California residents are feeling the damaging effects of the state’s doctor-prescribed suicide law less than a year after the deadly procedure became legal.
Wife and mother of four Stephanie Packer is one of them.
In an interview with Orange County Catholic, the young, terminally ill mom said her state Medicare plan initially refused to pay for her medical treatment but offered to pay for assisted suicide drugs instead.
Packer said she was diagnosed with autoimmune disease scleroderma, a potentially fatal condition, in 2012. Recently, when she talked with a Medicare representative about covering her treatment with a new clinical trial, she said she was refused.
The report continues:
So when Packer followed up with her insurance company in one of many failed attempts to obtain approval for participation in a promising clinical trial, she was flummoxed when a Medicare representative said the company wouldn’t approve the UCLA-based trial, but instead would charge just $1.20 for a medication to end her life.
It was a stark reminder of the far-reaching effect of the physician-assisted suicide bill signed into law in California last year, a law that Packer worked hard to defeat.
“I was just dumbfounded,” Packer recalls. “You won’t give me the medication I need to live but for a buck it’s OK if I go kill myself?
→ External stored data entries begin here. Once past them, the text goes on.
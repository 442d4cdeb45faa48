//! Identifier to name lookup tables
//!
//! A lighter alternative to [`crate::MemoryCardDatabase`] when only card names
//! are needed. Built from `[{"id": .., "name": ..}, ...]` entries and
//! serialized back as a flat `{"<id>": "<name>"}` object.

use crate::error::Result;
use deckcode_formats::{CardId, CardResolver};
use serde::{Deserialize, Serialize};
use std::collections::{BTreeMap, HashMap};
use std::io::{Read, Write};

/// One `{id, name}` input entry
#[derive(Debug, Clone, PartialEq, Eq, Serialize, Deserialize)]
pub struct NameEntry {
    /// Card identifier
    pub id: CardId,
    /// Display name
    pub name: String,
}

/// Card names by identifier
#[derive(Debug, Clone, Default, PartialEq, Eq)]
pub struct NameTable {
    names: HashMap<CardId, String>,
}

impl NameTable {
    /// Create an empty table
    pub fn new() -> Self {
        Self::default()
    }

    /// Read a JSON array of [`NameEntry`] values
    ///
    /// # Errors
    ///
    /// Returns `CatalogError::InvalidJson` if the input is not an entry array.
    pub fn from_json_reader<R: Read>(reader: R) -> Result<Self> {
        let entries: Vec<NameEntry> = serde_json::from_reader(reader)?;
        Ok(entries.into_iter().collect())
    }

    /// Write the table as a `{"<id>": "<name>"}` object, keys in ascending id order
    ///
    /// # Errors
    ///
    /// Returns `CatalogError::InvalidJson` if the writer fails.
    pub fn write_json<W: Write>(&self, writer: W) -> Result<()> {
        let ordered: BTreeMap<CardId, &str> = self
            .names
            .iter()
            .map(|(id, name)| (*id, name.as_str()))
            .collect();
        serde_json::to_writer(writer, &ordered)?;
        Ok(())
    }

    /// Insert or replace a name
    pub fn insert(&mut self, id: CardId, name: impl Into<String>) -> Option<String> {
        self.names.insert(id, name.into())
    }

    /// Name of `id`
    pub fn get(&self, id: CardId) -> Option<&str> {
        self.names.get(&id).map(String::as_str)
    }

    /// Number of names
    pub fn len(&self) -> usize {
        self.names.len()
    }

    /// True when the table is empty
    pub fn is_empty(&self) -> bool {
        self.names.is_empty()
    }
}

impl FromIterator<NameEntry> for NameTable {
    fn from_iter<I: IntoIterator<Item = NameEntry>>(iter: I) -> Self {
        Self {
            names: iter.into_iter().map(|entry| (entry.id, entry.name)).collect(),
        }
    }
}

impl CardResolver for NameTable {
    type Card = str;

    fn resolve(&self, id: CardId) -> Option<&str> {
        self.get(id)
    }
}
//! In-memory card database

use crate::card::Card;
use crate::error::{CatalogError, Result};
use deckcode_formats::{CardId, CardResolver};
use serde::Deserialize;
use std::collections::HashMap;
use std::fs::File;
use std::io::{BufReader, Read};
use std::path::Path;

/// Accepted catalog file shapes: a bare array or an API-style `{"data": [...]}` wrapper
#[derive(Deserialize)]
#[serde(untagged)]
enum CatalogFile {
    Cards(Vec<Card>),
    Wrapped { data: Vec<Card> },
}

impl CatalogFile {
    fn into_cards(self) -> Vec<Card> {
        match self {
            Self::Cards(cards) | Self::Wrapped { data: cards } => cards,
        }
    }
}

/// Card catalog held in memory, indexed by identifier.
#[derive(Debug, Clone, Default)]
pub struct MemoryCardDatabase {
    cards: HashMap<CardId, Card>,
}

impl MemoryCardDatabase {
    /// Create an empty database.
    pub fn new() -> Self {
        Self::default()
    }

    /// Load a database from JSON.
    ///
    /// Accepts either an array of cards or an object with a `data` array.
    /// When an identifier appears twice the later record wins.
    ///
    /// # Errors
    ///
    /// Returns `CatalogError::InvalidJson` if the input is not a valid catalog.
    pub fn from_json_reader<R: Read>(reader: R) -> Result<Self> {
        let file: CatalogFile = serde_json::from_reader(reader)?;
        let mut database = Self::new();
        for card in file.into_cards() {
            if let Some(previous) = database.register(card) {
                tracing::debug!(id = %previous.id, "duplicate catalog entry replaced");
            }
        }
        Ok(database)
    }

    /// Load a database from a JSON file.
    ///
    /// # Errors
    ///
    /// Returns `CatalogError` if:
    /// - File cannot be opened
    /// - JSON is malformed
    pub fn load(path: &Path) -> Result<Self> {
        let file = File::open(path).map_err(|source| CatalogError::LoadFailed {
            path: path.to_path_buf(),
            source,
        })?;

        let database = Self::from_json_reader(BufReader::new(file))?;
        tracing::info!(
            path = %path.display(),
            cards = database.len(),
            "loaded card catalog"
        );
        Ok(database)
    }

    /// Build a database from a page iterator such as [`crate::Paginated`].
    ///
    /// # Errors
    ///
    /// Returns the first error any page produced.
    pub fn from_pages<I, E>(pages: I) -> std::result::Result<Self, E>
    where
        I: IntoIterator<Item = std::result::Result<Vec<Card>, E>>,
    {
        let mut database = Self::new();
        for page in pages {
            database.extend(page?);
        }
        Ok(database)
    }

    /// Insert or replace a card, returning the record it replaced.
    pub fn register(&mut self, card: Card) -> Option<Card> {
        self.cards.insert(card.id, card)
    }

    /// Remove every card.
    pub fn reset(&mut self) {
        self.cards.clear();
    }

    /// Look up a card.
    pub fn get(&self, id: CardId) -> Option<&Card> {
        self.cards.get(&id)
    }

    /// True when the database knows `id`.
    pub fn has(&self, id: CardId) -> bool {
        self.cards.contains_key(&id)
    }

    /// Number of cards.
    pub fn len(&self) -> usize {
        self.cards.len()
    }

    /// True when no cards are registered.
    pub fn is_empty(&self) -> bool {
        self.cards.is_empty()
    }

    /// Every card, in no particular order.
    pub fn cards(&self) -> impl Iterator<Item = &Card> {
        self.cards.values()
    }
}

impl FromIterator<Card> for MemoryCardDatabase {
    fn from_iter<I: IntoIterator<Item = Card>>(iter: I) -> Self {
        let mut database = Self::new();
        database.extend(iter);
        database
    }
}

impl Extend<Card> for MemoryCardDatabase {
    fn extend<I: IntoIterator<Item = Card>>(&mut self, iter: I) {
        for card in iter {
            self.register(card);
        }
    }
}

impl CardResolver for MemoryCardDatabase {
    type Card = Card;

    fn resolve(&self, id: CardId) -> Option<&Card> {
        self.get(id)
    }
}

#[cfg(test)]
#[allow(clippy::expect_used, clippy::unwrap_used, clippy::panic)]
mod tests {
    use super::*;
    use deckcode_formats::{Deck, resolve_deck};
    use pretty_assertions::assert_eq;
    use std::io::Write;
    use tempfile::NamedTempFile;

    const CATALOG_JSON: &str = r#"[
        {"id": 89631139, "name": "Blue-Eyes White Dragon", "type": "Normal Monster",
         "prices": {"cardmarket": 0.5, "tcgplayer": 0.6, "ebay": 1.0, "amazon": 2.0, "coolstuffinc": 0.9}},
        {"id": 55144522, "name": "Pot of Greed", "type": "Spell Card"}
    ]"#;

    #[test]
    fn test_register_get_reset() {
        let mut db = MemoryCardDatabase::new();
        assert!(db.is_empty());

        let card = Card::new(CardId::new(1), "First", "Normal Monster");
        assert!(db.register(card.clone()).is_none());
        assert!(db.has(CardId::new(1)));
        assert_eq!(db.get(CardId::new(1)), Some(&card));

        let replaced = db.register(Card::new(CardId::new(1), "Renamed", "Normal Monster"));
        assert_eq!(replaced, Some(card));
        assert_eq!(db.len(), 1);

        db.reset();
        assert!(!db.has(CardId::new(1)));
        assert!(db.get(CardId::new(1)).is_none());
    }

    #[test]
    fn test_from_json_reader() {
        let db = MemoryCardDatabase::from_json_reader(CATALOG_JSON.as_bytes()).unwrap();
        assert_eq!(db.len(), 2);
        let blue_eyes = db.get(CardId::new(89_631_139)).unwrap();
        assert_eq!(blue_eyes.card_type, "Normal Monster");
        assert!(blue_eyes.prices.is_some());
        assert!(db.get(CardId::new(55_144_522)).unwrap().prices.is_none());
    }

    #[test]
    fn test_wrapped_data_shape() {
        let json = format!(r#"{{"data": {CATALOG_JSON}, "meta": {{"total_rows": 2}}}}"#);
        let db = MemoryCardDatabase::from_json_reader(json.as_bytes()).unwrap();
        assert_eq!(db.len(), 2);
    }

    #[test]
    fn test_invalid_json() {
        let err = MemoryCardDatabase::from_json_reader(&b"{\"cards\": 3}"[..]).unwrap_err();
        assert!(matches!(err, CatalogError::InvalidJson(_)));
    }

    #[test]
    fn test_load_from_file() {
        let mut temp_file = NamedTempFile::new().unwrap();
        temp_file.write_all(CATALOG_JSON.as_bytes()).unwrap();

        let db = MemoryCardDatabase::load(temp_file.path()).unwrap();
        assert!(db.has(CardId::new(55_144_522)));
    }

    #[test]
    fn test_load_missing_file() {
        let err = MemoryCardDatabase::load(Path::new("/nonexistent/catalog.json")).unwrap_err();
        assert!(matches!(err, CatalogError::LoadFailed { .. }));
    }

    #[test]
    fn test_resolves_deck() {
        let db = MemoryCardDatabase::from_json_reader(CATALOG_JSON.as_bytes()).unwrap();
        let deck = Deck::builder().main(89_631_139u64).main(12u64).build();
        let resolved = resolve_deck(&deck, &db);
        assert_eq!(resolved.known_cards()[0].name, "Blue-Eyes White Dragon");
        assert_eq!(resolved.unknown_ids(), vec![CardId::new(12)]);
    }
}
I immediately got off the phone and talked to my mother, husband, girlfriends and doctors. True to my generation, I got on Facebook right away.”
Packer’s story gained a lot of media attention, and Medicare eventually agreed to cover the cost of her care, according to the report.
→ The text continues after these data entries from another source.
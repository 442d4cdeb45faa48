//! Self-describing compression for packed payloads
//!
//! The first byte selects the mode so a decoder never needs outside metadata:
//!
//! - `N`: stored, the rest of the buffer is the payload as-is
//! - `Z`: zlib stream (adler32-checked) holding the payload
//!
//! [`compress`] falls back to stored whenever zlib would not make the payload
//! smaller, so tiny decks grow by exactly one byte.

use crate::error::{DecodeResult, DecodingError};
use flate2::read::ZlibEncoder;
use flate2::{Compression, Decompress, FlushDecompress, Status};
use std::io::Read;

/// Maximum allowed decompression size (1 MiB)
///
/// Security: bounds the memory a hostile stream can make the decoder
/// allocate. Real decks pack to a few hundred bytes.
pub const MAX_DECOMPRESSED_SIZE: usize = 1024 * 1024;

/// Output growth step while inflating
const INFLATE_CHUNK: usize = 8192;

/// Default zlib level used by exporters
pub const DEFAULT_LEVEL: u32 = 9;

/// Compression mode marker
#[derive(Debug, Clone, Copy, PartialEq, Eq)]
#[repr(u8)]
pub enum CompressionMode {
    /// Stored without compression (mode 'N')
    None = b'N',
    /// zlib compression (mode 'Z')
    ZLib = b'Z',
}

impl CompressionMode {
    /// Parse compression mode from byte
    pub fn from_byte(byte: u8) -> Option<Self> {
        match byte {
            b'N' => Some(Self::None),
            b'Z' => Some(Self::ZLib),
            _ => None,
        }
    }

    /// Get the byte representation
    pub fn as_byte(self) -> u8 {
        self as u8
    }
}

/// Compress `data` with zlib at `level`, storing it instead when that is smaller
pub fn compress(data: &[u8], level: u32) -> Vec<u8> {
    let mode = match zlib(data, level) {
        Ok(compressed) if compressed.len() < data.len() => {
            return framed(CompressionMode::ZLib, &compressed);
        }
        Ok(_) => CompressionMode::None,
        Err(e) => {
            tracing::debug!("zlib compression failed, storing payload: {e}");
            CompressionMode::None
        }
    };
    framed(mode, data)
}

/// Mode used by a compressed buffer, if the marker is known
pub fn mode_of(data: &[u8]) -> Option<CompressionMode> {
    data.first().copied().and_then(CompressionMode::from_byte)
}

/// Reverse [`compress`]
pub fn decompress(data: &[u8]) -> DecodeResult<Vec<u8>> {
    decompress_with_mode(data).map(|(_, body)| body)
}

/// Reverse [`compress`], also returning the mode the marker selected
pub fn decompress_with_mode(data: &[u8]) -> DecodeResult<(CompressionMode, Vec<u8>)> {
    let Some((&marker, body)) = data.split_first() else {
        return Err(DecodingError::Truncated {
            expected: 1,
            actual: 0,
        });
    };

    match CompressionMode::from_byte(marker) {
        Some(CompressionMode::None) => {
            if body.len() > MAX_DECOMPRESSED_SIZE {
                return Err(DecodingError::PayloadTooLarge {
                    declared: body.len(),
                    limit: MAX_DECOMPRESSED_SIZE,
                });
            }
            Ok((CompressionMode::None, body.to_vec()))
        }
        Some(CompressionMode::ZLib) => Ok((CompressionMode::ZLib, inflate(body)?)),
        None => Err(DecodingError::CorruptStream(format!(
            "unknown compression marker 0x{marker:02X}"
        ))),
    }
}

fn framed(mode: CompressionMode, body: &[u8]) -> Vec<u8> {
    let mut out = Vec::with_capacity(body.len() + 1);
    out.push(mode.as_byte());
    out.extend_from_slice(body);
    out
}

fn zlib(data: &[u8], level: u32) -> std::io::Result<Vec<u8>> {
    let mut encoder = ZlibEncoder::new(data, Compression::new(level.min(9)));
    let mut compressed = Vec::new();
    encoder.read_to_end(&mut compressed)?;
    Ok(compressed)
}

fn inflate(body: &[u8]) -> DecodeResult<Vec<u8>> {
    let mut inflater = Decompress::new(true);
    let mut decompressed = Vec::new();

    loop {
        if decompressed.len() == decompressed.capacity() {
            decompressed.reserve(INFLATE_CHUNK);
        }

        let in_before = inflater.total_in();
        let out_before = inflater.total_out();
        let input = &body[in_before as usize..];

        let status = inflater
            .decompress_vec(input, &mut decompressed, FlushDecompress::None)
            .map_err(|e| DecodingError::CorruptStream(format!("zlib decompression failed: {e}")))?;

        // Check size limit after every step
        if decompressed.len() > MAX_DECOMPRESSED_SIZE {
            return Err(DecodingError::PayloadTooLarge {
                declared: decompressed.len(),
                limit: MAX_DECOMPRESSED_SIZE,
            });
        }

        match status {
            Status::StreamEnd => break,
            Status::Ok | Status::BufError => {
                let stalled =
                    inflater.total_in() == in_before && inflater.total_out() == out_before;
                if stalled && decompressed.len() < decompressed.capacity() {
                    return Err(DecodingError::CorruptStream(
                        "zlib stream ended before its checksum".to_string(),
                    ));
                }
            }
        }
    }

    let leftover = body.len() - inflater.total_in() as usize;
    if leftover > 0 {
        return Err(DecodingError::CorruptStream(format!(
            "{leftover} bytes after end of zlib stream"
        )));
    }

    Ok(decompressed)
}

#[cfg(test)]
#[allow(clippy::expect_used, clippy::unwrap_used, clippy::panic)]
mod tests {
    use super::*;
    use proptest::prelude::*;
    use proptest::test_runner::TestCaseError;

    #[test]
    fn test_tiny_input_is_stored() {
        let data = [1u8, 2, 0, 0];
        let out = compress(&data, DEFAULT_LEVEL);
        assert_eq!(out[0], b'N');
        assert_eq!(&out[1..], &data);
        assert_eq!(mode_of(&out), Some(CompressionMode::None));
        assert_eq!(decompress(&out).expect("Should decompress"), data);
    }

    #[test]
    fn test_repetitive_input_is_compressed() {
        let data: Vec<u8> = std::iter::repeat_n([0x2Au8, 0x11, 0x05, 0x00], 60)
            .flatten()
            .collect();
        let out = compress(&data, DEFAULT_LEVEL);
        assert_eq!(mode_of(&out), Some(CompressionMode::ZLib));
        assert!(out.len() < data.len());
        assert_eq!(decompress(&out).expect("Should decompress"), data);
        assert_eq!(
            decompress_with_mode(&out).expect("Should decompress"),
            (CompressionMode::ZLib, data)
        );
    }

    #[test]
    fn test_empty_input() {
        let out = compress(&[], DEFAULT_LEVEL);
        assert_eq!(out, vec![b'N']);
        assert_eq!(decompress(&out).expect("Stored empty payload"), Vec::<u8>::new());
        assert_eq!(
            decompress(&[]),
            Err(DecodingError::Truncated {
                expected: 1,
                actual: 0
            })
        );
    }

    #[test]
    fn test_unknown_marker() {
        let err = decompress(b"Xabc").expect_err("Unknown marker");
        assert!(matches!(err, DecodingError::CorruptStream(msg) if msg.contains("0x58")));
    }

    #[test]
    fn test_corrupt_zlib_stream() {
        let data = vec![7u8; 200];
        let mut out = compress(&data, DEFAULT_LEVEL);
        assert_eq!(out[0], b'Z');

        // Flip a bit in the adler32 trailer.
        let last = out.len() - 1;
        out[last] ^= 0x01;
        assert!(matches!(
            decompress(&out),
            Err(DecodingError::CorruptStream(_))
        ));
    }

    #[test]
    fn test_truncated_zlib_stream() {
        let data = vec![7u8; 200];
        let out = compress(&data, DEFAULT_LEVEL);
        let result = decompress(&out[..out.len() - 1]);
        assert!(matches!(result, Err(DecodingError::CorruptStream(_))));
    }

    #[test]
    fn test_bytes_after_zlib_stream() {
        let data = vec![7u8; 200];
        let mut out = compress(&data, DEFAULT_LEVEL);
        out.push(0);
        let err = decompress(&out).expect_err("Trailing garbage");
        assert!(matches!(err, DecodingError::CorruptStream(msg) if msg.contains("after end")));
    }

    #[test]
    fn test_decompression_bomb_is_capped() {
        let data = vec![0u8; MAX_DECOMPRESSED_SIZE + 1];
        let out = compress(&data, DEFAULT_LEVEL);
        assert!(matches!(
            decompress(&out),
            Err(DecodingError::PayloadTooLarge { .. })
        ));
    }

    #[test]
    fn test_compression_is_deterministic() {
        let data: Vec<u8> = (0..=255u8).cycle().take(2048).collect();
        assert_eq!(compress(&data, DEFAULT_LEVEL), compress(&data, DEFAULT_LEVEL));
    }

    proptest! {
        #[test]
        fn compress_round_trip(data in prop::collection::vec(any::<u8>(), 0..2048), level in 0u32..=9) {
            let out = compress(&data, level);
            prop_assert!(out.len() <= data.len() + 1);
            let back = decompress(&out).map_err(|e| TestCaseError::fail(e.to_string()))?;
            prop_assert_eq!(back, data);
        }
    }
}
//! `resolve`: look deck cards up in a catalog and total their prices

use crate::config::ResolveArgs;
use crate::error::Result;
use deckcode_catalog::{Currency, MemoryCardDatabase, PriceMode, PriceService};
use deckcode_formats::{CardId, Zone, import_any, resolve_deck};
use serde::Serialize;
use std::fmt::Write as _;

/// One deck entry in a report
#[derive(Debug, Clone, PartialEq, Serialize)]
pub struct ReportEntry {
    /// Card identifier
    pub id: CardId,
    /// Catalog name, `None` for unknown identifiers
    pub name: Option<String>,
}

/// Resolution and pricing summary of a deck
#[derive(Debug, Clone, PartialEq, Serialize)]
pub struct ResolveReport {
    /// Main zone entries
    pub main: Vec<ReportEntry>,
    /// Extra zone entries
    pub extra: Vec<ReportEntry>,
    /// Side zone entries
    pub side: Vec<ReportEntry>,
    /// Identifiers missing from the catalog, wire order, duplicates kept
    pub unknown: Vec<CardId>,
    /// Known cards without price data
    pub unpriced: Vec<CardId>,
    /// Currency of `price`
    pub currency: Currency,
    /// How `price` was derived from vendor prices
    pub price_mode: PriceMode,
    /// Total over every priced card
    pub price: f64,
}

impl ResolveReport {
    /// Entries of a zone
    pub fn zone(&self, zone: Zone) -> &[ReportEntry] {
        match zone {
            Zone::Main => &self.main,
            Zone::Extra => &self.extra,
            Zone::Side => &self.side,
        }
    }

    /// Plain-text rendering
    pub fn to_text(&self) -> String {
        let mut out = String::new();
        for zone in Zone::ALL {
            let entries = self.zone(zone);
            let _ = writeln!(out, "{zone} ({})", entries.len());
            for entry in entries {
                let name = entry.name.as_deref().unwrap_or("<unknown>");
                let _ = writeln!(out, "  {:>10}  {name}", entry.id);
            }
        }

        let _ = writeln!(out);
        if !self.unknown.is_empty() {
            let ids: Vec<String> = self.unknown.iter().map(ToString::to_string).collect();
            let _ = writeln!(out, "unknown ids: {}", ids.join(", "));
        }
        let _ = writeln!(
            out,
            "price ({}, {}): {}",
            self.price_mode,
            self.currency.name(),
            self.currency.format(self.price)
        );
        if !self.unpriced.is_empty() {
            let _ = writeln!(out, "cards without prices: {}", self.unpriced.len());
        }
        out
    }
}

/// Build a [`ResolveReport`] for `input` against an already loaded catalog
///
/// # Errors
///
/// Returns `CliError::Decode` if the input is not a valid deck.
pub fn report(
    input: &str,
    database: &MemoryCardDatabase,
    currency: Currency,
    price_mode: PriceMode,
) -> Result<ResolveReport> {
    let deck = import_any(input)?;
    let resolved = resolve_deck(&deck, database);

    let entries = |zone: Zone| -> Vec<ReportEntry> {
        resolved
            .zone(zone)
            .iter()
            .map(|card| ReportEntry {
                id: card.id(),
                name: card.card().map(|c| c.name.clone()),
            })
            .collect()
    };

    let lookup = PriceService::new().get_price(resolved.known_cards());
    let price = lookup.prices.convert(currency).select(price_mode);

    Ok(ResolveReport {
        main: entries(Zone::Main),
        extra: entries(Zone::Extra),
        side: entries(Zone::Side),
        unknown: resolved.unknown_ids(),
        unpriced: lookup.missing.iter().map(|card| card.id).collect(),
        currency,
        price_mode,
        price,
    })
}

/// Load the catalog, resolve `input` and render the report
///
/// # Errors
///
/// Returns `CliError` if the catalog cannot be loaded or the input is not a
/// valid deck.
pub fn handle(args: &ResolveArgs, input: &str) -> Result<String> {
    let database = MemoryCardDatabase::load(&args.catalog)?;
    let report = report(input, &database, args.currency, args.price_mode)?;

    tracing::debug!(
        unknown = report.unknown.len(),
        unpriced = report.unpriced.len(),
        "resolved deck against catalog"
    );

    if args.json {
        Ok(serde_json::to_string_pretty(&report)?)
    } else {
        Ok(report.to_text())
    }
}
What happened to Packer is not an anomaly. In states where doctor-prescribed suicide is legal, sick people are being denied medical treatment coverage and offered assisted suicide instead. LifeNews has reported about cases in Oregon and Vermont as well as California.
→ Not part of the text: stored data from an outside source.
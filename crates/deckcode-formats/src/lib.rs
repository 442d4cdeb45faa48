//! Deck codecs for three-zone card decks
//!
#![allow(clippy::cast_possible_truncation)] // Intentional for binary format packing
#![allow(clippy::cast_lossless)] // Sometimes clearer than From
#![allow(clippy::module_name_repetitions)] // Clear naming is preferred
#![allow(clippy::must_use_candidate)] // Value-returning accessors
#![allow(clippy::return_self_not_must_use)] // Builder patterns
//! This crate turns a deck (ordered main, extra and side zones of card
//! identifiers) into shareable text and back.
//!
//! # Supported Formats
//!
//! - **Token**: packed binary payload, optionally zlib-compressed, wrapped in
//!   unpadded base64url so it fits in a URL or a single line of text
//! - **YDK**: plaintext list with `#main`, `#extra` and `!side` sentinel lines
//! - **YDKE**: `ydke://` links with one base64 section per zone
//!
//! # Design Principles
//!
//! - **Strict Decoding**: truncated, padded or foreign input is an error, never
//!   a different deck
//! - **Deterministic Encoding**: one deck, one token per format version
//! - **Order Preservation**: zones are never sorted or deduplicated
//! - **Catalog Independence**: decoding never looks cards up; resolution is a
//!   separate step through [`resolver::CardResolver`]
//!
//! # Example
//!
//! ```rust
//! use deckcode_formats::{Deck, import_any, export_token};
//!
//! # fn main() -> Result<(), Box<dyn std::error::Error>> {
//! let deck = Deck::builder().main(7u64).main(3u64).main(3u64).main(1u64).build();
//! let token = export_token(&deck)?;
//! assert_eq!(import_any(token.as_str())?, deck);
//! # Ok(())
//! # }
//! ```

#![warn(missing_docs)]

/// Import/export façade with format detection
pub mod codec;
/// Self-describing zlib wrapper for packed payloads
pub mod compression;
/// Card identifiers, zones and decks
pub mod deck;
/// Encoding and decoding errors
pub mod error;
/// Binary packing of decks
///
/// See the [`pack`] module for the wire layout of each format version.
pub mod pack;
/// Card resolution against an external catalog
pub mod resolver;
/// URL-safe text transport
pub mod text;
/// Plaintext YDK lists
pub mod ydk;
/// `ydke://` links
pub mod ydke;

pub use codec::{
    DeckCodec, DeckFormat, EncodedToken, ExportOptions, export_plain_text, export_token,
    import_any,
};
pub use deck::{CardId, Deck, DeckBuilder, Zone};
pub use error::{DeckError, DecodingError, EncodingError};
pub use pack::FormatVersion;
pub use resolver::{CardResolver, ResolvedCard, ResolvedDeck, resolve_deck};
“… what the public isn’t told is that sick people have other options,” Packer told the newspaper. “In supporting the new law, they are backing something that could very easily take their lives sooner than they want. They are making it impossible for some people to live. It’s disgusting and sad.”
Packer said she relies on her Catholic faith to help her through the difficult days.
“As a Catholic, I trust my faith and know there are certain ways God would want me to handle things,” she said. “I believe God is our maker and our lives are not our own. We are given our bodies and our place in the world; everything that I am and have belongs to Christ.”
The California doctor-prescribed suicide law is modeled after a law in Oregon, which, in 1994, became the first state in the nation to legalize doctor-prescribed suicide. The deadly procedure involves a doctor prescribing a lethal dose of medication to an adult patient who has been diagnosed with a terminal illness. The California law took effect in June 2016.
Proponents argue that such laws are necessary to provide “compassionate aid in dying for terminally ill patients” and point to safeguards similar to Oregon’s, but the rhetoric obfuscates the real truth.
Disability rights groups, many in the medical community, pro-lifers and others are upset by the new law because of the potential for horrendous abuses of human life. One of their concerns is that doctors are not required to be present when the patient takes the deadly medicine; therefore, there is no way of knowing whether the person is taking the medicine of their own free will.
Another concern is that the law does not require psychological evaluations.
“A primary risk associated with depression is suicidal ideation,” Alex Schadenberg of the Euthanasia Prevention Coalition previously told LifeNews.com. “The data indicates that legalizing assisted suicide does not reduce suicide, rather it appears to have a suicide contagion effect.”
Many also fear that more patients like Packer will be pushed toward assisted suicide for monetary reasons. Assisted suicide drugs tend to be a lot cheaper than medical treatments in cases like her’s.
Colorado and the District of Columbia recently voted to legalize doctor-prescribed suicide, following Oregon, Washington, Vermont and California. However, Congress could stop the D.C. bill. Euthanasia advocates also are pushing bills to legalize the deadly procedure in other states around the country.